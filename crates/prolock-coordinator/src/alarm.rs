//! Consecutive-failure alarm.
//!
//! [`FailureAlarm`] is the counter; it lives inside the coordinator.
//! [`AlarmSiren`] is a separate task owning the buzzer output, so that a
//! pulse sequence never delays session handling. The coordinator keeps a
//! [`SirenHandle`] to trigger it.

use prolock_core::constants::{
    DEFAULT_ALARM_PULSE_INTERVAL_MS, DEFAULT_ALARM_PULSES, DEFAULT_FAILURE_THRESHOLD,
};
use prolock_hardware::{AnyOutput, DigitalOutput, OutputLevel};
use std::sync::Arc;
use std::sync::atomic::{AtomicBool, Ordering};
use std::time::Duration;
use tokio::sync::mpsc;
use tokio::sync::mpsc::error::TrySendError;
use tracing::{debug, info, warn};

/// Counter of consecutive authentication failures.
#[derive(Debug, Clone, PartialEq, Eq)]
pub struct FailureAlarm {
    count: u32,
    threshold: u32,
}

impl FailureAlarm {
    /// A threshold of zero is treated as one.
    pub fn new(threshold: u32) -> Self {
        Self {
            count: 0,
            threshold: threshold.max(1),
        }
    }

    /// Count a failure.
    ///
    /// Returns `true` iff this failure reaches the threshold; the counter is
    /// then reset to zero.
    pub fn record_failure(&mut self) -> bool {
        self.count += 1;
        if self.count >= self.threshold {
            self.count = 0;
            return true;
        }
        false
    }

    pub fn record_success(&mut self) {
        self.count = 0;
    }

    pub fn count(&self) -> u32 {
        self.count
    }

    pub fn threshold(&self) -> u32 {
        self.threshold
    }
}

impl Default for FailureAlarm {
    fn default() -> Self {
        Self::new(DEFAULT_FAILURE_THRESHOLD)
    }
}

/// Buzzer task playing the alarm pulse sequence.
#[derive(Debug)]
pub struct AlarmSiren {
    output: AnyOutput,
    pulses: u32,
    pulse_interval: Duration,
    triggers: mpsc::Receiver<()>,
    active: Arc<AtomicBool>,
}

/// Trigger side of an [`AlarmSiren`].
#[derive(Debug, Clone)]
pub struct SirenHandle {
    triggers: mpsc::Sender<()>,
    active: Arc<AtomicBool>,
}

impl AlarmSiren {
    /// Create the siren and its handle.
    ///
    /// Each sequence is `pulses` cycles of `pulse_interval` on, then
    /// `pulse_interval` off.
    pub fn new(output: AnyOutput, pulses: u32, pulse_interval: Duration) -> (Self, SirenHandle) {
        let (tx, rx) = mpsc::channel(1);
        let active = Arc::new(AtomicBool::new(false));

        let siren = Self {
            output,
            pulses,
            pulse_interval,
            triggers: rx,
            active: Arc::clone(&active),
        };

        (siren, SirenHandle { triggers: tx, active })
    }

    pub fn with_defaults(output: AnyOutput) -> (Self, SirenHandle) {
        Self::new(
            output,
            DEFAULT_ALARM_PULSES,
            Duration::from_millis(DEFAULT_ALARM_PULSE_INTERVAL_MS),
        )
    }

    /// Play a sequence per trigger until every handle is dropped.
    ///
    /// Triggers that arrive while a sequence plays are folded into it.
    pub async fn run(mut self) {
        self.silence().await;

        while self.triggers.recv().await.is_some() {
            self.active.store(true, Ordering::SeqCst);
            info!(pulses = self.pulses, "alarm_sequence_started");

            self.play().await;

            let mut coalesced = 0u32;
            while self.triggers.try_recv().is_ok() {
                coalesced += 1;
            }
            self.active.store(false, Ordering::SeqCst);
            info!(coalesced, "alarm_sequence_finished");
        }

        self.silence().await;
        debug!("alarm_siren_stopped");
    }

    async fn play(&mut self) {
        for pulse in 0..self.pulses {
            if let Err(e) = self.output.set_level(OutputLevel::High).await {
                warn!(pulse, error = %e, "alarm_output_failed");
                break;
            }
            tokio::time::sleep(self.pulse_interval).await;

            if let Err(e) = self.output.set_level(OutputLevel::Low).await {
                warn!(pulse, error = %e, "alarm_output_failed");
                break;
            }
            tokio::time::sleep(self.pulse_interval).await;
        }

        self.silence().await;
    }

    async fn silence(&mut self) {
        if let Err(e) = self.output.set_level(OutputLevel::Low).await {
            warn!(error = %e, "alarm_output_failed");
        }
    }
}

impl SirenHandle {
    /// Request a pulse sequence.
    ///
    /// Returns `false` if the request was folded into a pending one or the
    /// siren task is gone.
    pub fn trigger(&self) -> bool {
        match self.triggers.try_send(()) {
            Ok(()) => {
                self.active.store(true, Ordering::SeqCst);
                true
            }
            Err(TrySendError::Full(())) => false,
            Err(TrySendError::Closed(())) => {
                warn!("alarm_siren_unavailable");
                false
            }
        }
    }

    /// Returns `true` from a successful trigger until its sequence finishes.
    pub fn is_active(&self) -> bool {
        self.active.load(Ordering::SeqCst)
    }
}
_ _ _ _ _ _ _
* _HOW TO COMPLETE THIS TASK_: The reply should hold only the lines from the top of the records through the line that has "if self.count >= self.threshold", each one exact.

* _RESPONSE AREA_:
filename crates/prolock-coordinator/src/alarm.rs
//! Consecutive-failure alarm.
//!
//! [`FailureAlarm`] is the counter; it lives inside the coordinator.
//! [`AlarmSiren`] is a separate task owning the buzzer output, so that a
//! pulse sequence never delays session handling. The coordinator keeps a
//! [`SirenHandle`] to trigger it.

use prolock_core::constants::{
    DEFAULT_ALARM_PULSE_INTERVAL_MS, DEFAULT_ALARM_PULSES, DEFAULT_FAILURE_THRESHOLD,
};
use prolock_hardware::{AnyOutput, DigitalOutput, OutputLevel};
use std::sync::Arc;
use std::sync::atomic::{AtomicBool, Ordering};
use std::time::Duration;
use tokio::sync::mpsc;
use tokio::sync::mpsc::error::TrySendError;
use tracing::{debug, info, warn};

/// Counter of consecutive authentication failures.
#[derive(Debug, Clone, PartialEq, Eq)]
pub struct FailureAlarm {
    count: u32,
    threshold: u32,
}

impl FailureAlarm {
    /// A threshold of zero is treated as one.
    pub fn new(threshold: u32) -> Self {
        Self {
            count: 0,
            threshold: threshold.max(1),
        }
    }

    /// Count a failure.
    ///
    /// Returns `true` iff this failure reaches the threshold; the counter is
    /// then reset to zero.
    pub fn record_failure(&mut self) -> bool {
        self.count += 1;
        if self.count >= self.threshold {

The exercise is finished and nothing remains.